▶ Prompt: Copy out, precisely as given, the lines from the line with "ledger.credit(kind, 9);" to the end of the entries that follow.

[Collected data entries]
BEGIN

//! Bounded queue of player-facing notifications.

use std::collections::VecDeque;

use chrono::{DateTime, Utc};

use village_types::{Notification, NotificationId, NotificationKind};

/// FIFO of notifications, keeping only the most recent `limit`.
#[derive(Debug, Clone, PartialEq, Eq)]
pub struct NotificationQueue {
    items: VecDeque<Notification>,
    limit: usize,
}

impl NotificationQueue {
    /// An empty queue holding at most `limit` entries.
    pub fn new(limit: usize) -> Self {
        Self {
            items: VecDeque::with_capacity(limit.min(64)),
            limit,
        }
    }

    /// Rebuild from persisted notifications, keeping the newest `limit`.
    pub fn restore(items: Vec<Notification>, limit: usize) -> Self {
        let mut queue = Self::new(limit);
        for item in items {
            queue.push_existing(item);
        }
        queue
    }

    fn push_existing(&mut self, notification: Notification) {
        if self.limit == 0 {
            return;
        }
        while self.items.len() >= self.limit {
            self.items.pop_front();
        }
        self.items.push_back(notification);
    }

    /// Append a new notification. Returns its id.
    pub fn push(
        &mut self,
        kind: NotificationKind,
        message: impl Into<String>,
        now: DateTime<Utc>,
    ) -> NotificationId {
        let id = NotificationId::new();
        self.push_existing(Notification {
            id,
            message: message.into(),
            kind,
            created_at: now,
        });
        id
    }

    /// Remove the notification with `id`. Returns whether it was present.
    pub fn dismiss(&mut self, id: NotificationId) -> bool {
        let before = self.items.len();
        self.items.retain(|n| n.id != id);
        self.items.len() != before
    }

    /// Drop every notification.
    pub fn clear(&mut self) {
        self.items.clear();
    }

    /// Oldest first.
    pub fn iter(&self) -> impl Iterator<Item = &Notification> {
        self.items.iter()
    }

    /// Number of queued notifications.
    pub fn len(&self) -> usize {
        self.items.len()
    }

    /// Whether the queue is empty.
    pub fn is_empty(&self) -> bool {
        self.items.is_empty()
    }

    /// Copy out, oldest first.
    pub fn to_vec(&self) -> Vec<Notification> {
        self.items.iter().cloned().collect()
    }
}

#[cfg(test)]
mod tests {
    use super::*;

    #[test]
    fn oldest_are_dropped_past_limit() {
        let mut queue = NotificationQueue::new(2);
        let now = Utc::now();
        queue.push(NotificationKind::Info, "one", now);
        queue.push(NotificationKind::Info, "two", now);
        queue.push(NotificationKind::Info, "three", now);
        let messages: Vec<_> = queue.iter().map(|n| n.message.as_str()).collect();
        assert_eq!(messages, vec!["two", "three"]);
    }

    #[test]
    fn dismiss_removes_by_id() {
        let mut queue = NotificationQueue::new(10);
        let now = Utc::now();
        let keep = queue.push(NotificationKind::Success, "keep", now);
        let drop = queue.push(NotificationKind::Error, "drop", now);
        assert!(queue.dismiss(drop));
        assert!(!queue.dismiss(drop));
        assert_eq!(queue.len(), 1);
        assert_eq!(queue.iter().next().map(|n| n.id), Some(keep));
    }

    #[test]
    fn restore_truncates_to_newest() {
        let mut source = NotificationQueue::new(10);
        let now = Utc::now();
        for i in 0..5 {
            source.push(NotificationKind::Info, format!("n{i}"), now);
        }
        let restored = NotificationQueue::restore(source.to_vec(), 3);
        let messages: Vec<_> = restored.iter().map(|n| n.message.clone()).collect();
        assert_eq!(messages, vec!["n2", "n3", "n4"]);
    }
}
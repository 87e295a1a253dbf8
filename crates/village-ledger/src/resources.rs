//! The resource ledger: four non-negative counters.
//!
//! Every mutation goes through one saturating shift of a single counter;
//! [`ResourceLedger::apply_delta`] is its signed form, while
//! [`ResourceLedger::credit`] and [`ResourceLedger::spend`] are unsigned.
//! Spending checks affordability first, and the shift clamps at zero
//! regardless, so no sequence of mutations can drive a counter negative.

use std::collections::BTreeMap;

use serde::{Deserialize, Serialize};

use village_types::ResourceKind;

use crate::LedgerError;

/// Counters for wood, stone, food and gold.
#[derive(Debug, Clone, Copy, Default, PartialEq, Eq, Serialize, Deserialize)]
pub struct ResourceLedger {
    wood: u64,
    stone: u64,
    food: u64,
    gold: u64,
}

impl ResourceLedger {
    /// A ledger with every counter at zero.
    pub const fn new() -> Self {
        Self {
            wood: 0,
            stone: 0,
            food: 0,
            gold: 0,
        }
    }

    /// Current amount of `kind`.
    pub const fn get(&self, kind: ResourceKind) -> u64 {
        match kind {
            ResourceKind::Wood => self.wood,
            ResourceKind::Stone => self.stone,
            ResourceKind::Food => self.food,
            ResourceKind::Gold => self.gold,
        }
    }

    const fn slot(&mut self, kind: ResourceKind) -> &mut u64 {
        match kind {
            ResourceKind::Wood => &mut self.wood,
            ResourceKind::Stone => &mut self.stone,
            ResourceKind::Food => &mut self.food,
            ResourceKind::Gold => &mut self.gold,
        }
    }

    const fn shift(&mut self, kind: ResourceKind, amount: u64, raise: bool) -> u64 {
        let slot = self.slot(kind);
        *slot = if raise {
            slot.saturating_add(amount)
        } else {
            slot.saturating_sub(amount)
        };
        *slot
    }

    /// Set `counter[kind] = max(0, counter[kind] + delta)`.
    ///
    /// Returns the new value.
    pub const fn apply_delta(&mut self, kind: ResourceKind, delta: i64) -> u64 {
        self.shift(kind, delta.unsigned_abs(), delta >= 0)
    }

    /// Add a non-negative amount. Saturates at `u64::MAX`.
    pub const fn credit(&mut self, kind: ResourceKind, amount: u64) -> u64 {
        self.shift(kind, amount, true)
    }

    /// Shortfall per resource for the given costs. Empty when affordable.
    pub fn shortfall(&self, costs: &[(ResourceKind, u64)]) -> BTreeMap<ResourceKind, u64> {
        costs
            .iter()
            .filter_map(|&(kind, amount)| {
                let have = self.get(kind);
                (have < amount).then(|| (kind, amount.saturating_sub(have)))
            })
            .collect()
    }

    /// Whether every cost can be paid from current counters.
    pub fn can_afford(&self, costs: &[(ResourceKind, u64)]) -> bool {
        costs.iter().all(|&(kind, amount)| self.get(kind) >= amount)
    }

    /// Deduct every cost, or nothing at all.
    ///
    /// On error, no counter has changed and the error lists the shortfall.
    pub fn spend(&mut self, costs: &[(ResourceKind, u64)]) -> Result<(), LedgerError> {
        if !self.can_afford(costs) {
            return Err(LedgerError::Insufficient {
                missing: self.shortfall(costs),
            });
        }
        for &(kind, amount) in costs {
            self.shift(kind, amount, false);
        }
        Ok(())
    }

    /// Counters as a map, in resource order.
    pub fn to_map(&self) -> BTreeMap<ResourceKind, u64> {
        ResourceKind::ALL
            .into_iter()
            .map(|kind| (kind, self.get(kind)))
            .collect()
    }

    /// Restore all four counters to zero.
    pub const fn reset(&mut self) {
        *self = Self::new();
    }
}

#[cfg(test)]
#[allow(clippy::unwrap_used)]
mod tests {
    use super::*;

    #[test]
    fn negative_delta_clamps_at_zero() {
        let mut ledger = ResourceLedger::new();
        ledger.apply_delta(ResourceKind::Stone, 5);
        assert_eq!(ledger.apply_delta(ResourceKind::Stone, -9), 0);
        assert_eq!(ledger.apply_delta(ResourceKind::Stone, i64::MIN), 0);
    }

    #[test]
    fn mixed_deltas_track_expected_totals() {
        let mut ledger = ResourceLedger::new();
        for delta in [3_i64, -7, 12, -1, -100, 50] {
            ledger.apply_delta(ResourceKind::Wood, delta);
        }
        // 3 -> 0 -> 12 -> 11 -> 0 -> 50
        assert_eq!(ledger.get(ResourceKind::Wood), 50);
        assert_eq!(ledger.get(ResourceKind::Food), 0);
    }

    #[test]
    fn positive_delta_saturates() {
        let mut ledger = ResourceLedger::new();
        ledger.credit(ResourceKind::Gold, u64::MAX);
        assert_eq!(ledger.apply_delta(ResourceKind::Gold, 10), u64::MAX);
    }

    #[test]
    fn spend_is_all_or_nothing() {
        let mut ledger = ResourceLedger::new();
        ledger.credit(ResourceKind::Wood, 100);
        ledger.credit(ResourceKind::Stone, 40);
        let costs = [(ResourceKind::Wood, 100), (ResourceKind::Stone, 100)];
        let expected = BTreeMap::from([(ResourceKind::Stone, 60)]);
        assert_eq!(
            ledger.spend(&costs),
            Err(LedgerError::Insufficient { missing: expected })
        );
        assert_eq!(ledger.get(ResourceKind::Wood), 100);
        assert_eq!(ledger.get(ResourceKind::Stone), 40);
    }

    #[test]
    fn spend_deducts_exactly() {
        let mut ledger = ResourceLedger::new();
        ledger.credit(ResourceKind::Food, 25);
        assert!(ledger.can_afford(&[(ResourceKind::Food, 25)]));
        assert!(ledger.spend(&[(ResourceKind::Food, 10)]).is_ok());
        assert_eq!(ledger.get(ResourceKind::Food), 15);
    }

    #[test]
    fn credit_and_spend_agree_with_signed_deltas() {
        let mut unsigned = ResourceLedger::new();
        let mut signed = ResourceLedger::new();
        unsigned.credit(ResourceKind::Gold, 30);
        signed.apply_delta(ResourceKind::Gold, 30);
        unsigned.spend(&[(ResourceKind::Gold, 12)]).unwrap();
        signed.apply_delta(ResourceKind::Gold, -12);
        assert_eq!(unsigned, signed);
        assert_eq!(unsigned.get(ResourceKind::Gold), 18);
        assert!(!unsigned.can_afford(&[(ResourceKind::Gold, 19)]));
    }

    #[test]
    fn reset_zeroes_everything() {
        let mut ledger = ResourceLedger::new();
        for kind in ResourceKind::ALL {
            ledger.credit(kind, 9);
        }
        ledger.reset();
        assert!(ledger.to_map().values().all(|v| *v == 0));
    }
}
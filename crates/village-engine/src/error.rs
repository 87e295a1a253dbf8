//! Error types for the engine binary.
//!
//! [`EngineError`] is the top-level error type that wraps every failure
//! that can stop the engine from starting. Once the session is running
//! nothing is fatal: storage problems degrade to in-memory play.

/// Top-level error for the engine binary.
///
/// Each variant wraps a specific subsystem error, providing a single
/// error type that `main` can propagate with `?`.
#[derive(Debug, thiserror::Error)]
pub enum EngineError {
    /// Configuration loading failed.
    #[error("config error: {source}")]
    Config {
        /// The underlying config error.
        #[from]
        source: village_core::config::ConfigError,
    },

    /// The session could not be built.
    #[error("session error: {source}")]
    Session {
        /// The underlying session error.
        #[from]
        source: village_core::session::SessionError,
    },

    /// Observer API server failed to start.
    #[error("observer error: {source}")]
    Observer {
        /// The underlying startup error.
        #[from]
        source: village_observer::StartupError,
    },
}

END

▶ Response to this exercise:
            ledger.credit(kind, 9);
        }
        ledger.reset();
        assert!(ledger.to_map().values().all(|v| *v == 0));
    }
}
filename crates/village-engine/src/error.rs
repository 87e295a1a253dbf8
//! Error types for the engine binary.
//!
//! [`EngineError`] is the top-level error type that wraps every failure
//! that can stop the engine from starting. Once the session is running
//! nothing is fatal: storage problems degrade to in-memory play.

/// Top-level error for the engine binary.
///
/// Each variant wraps a specific subsystem error, providing a single
/// error type that `main` can propagate with `?`.
#[derive(Debug, thiserror::Error)]
pub enum EngineError {
    /// Configuration loading failed.
    #[error("config error: {source}")]
    Config {
        /// The underlying config error.
        #[from]
        source: village_core::config::ConfigError,
    },

    /// The session could not be built.
    #[error("session error: {source}")]
    Session {
        /// The underlying session error.
        #[from]
        source: village_core::session::SessionError,
    },

    /// Observer API server failed to start.
    #[error("observer error: {source}")]
    Observer {
        /// The underlying startup error.
        #[from]
        source: village_observer::StartupError,
    },
}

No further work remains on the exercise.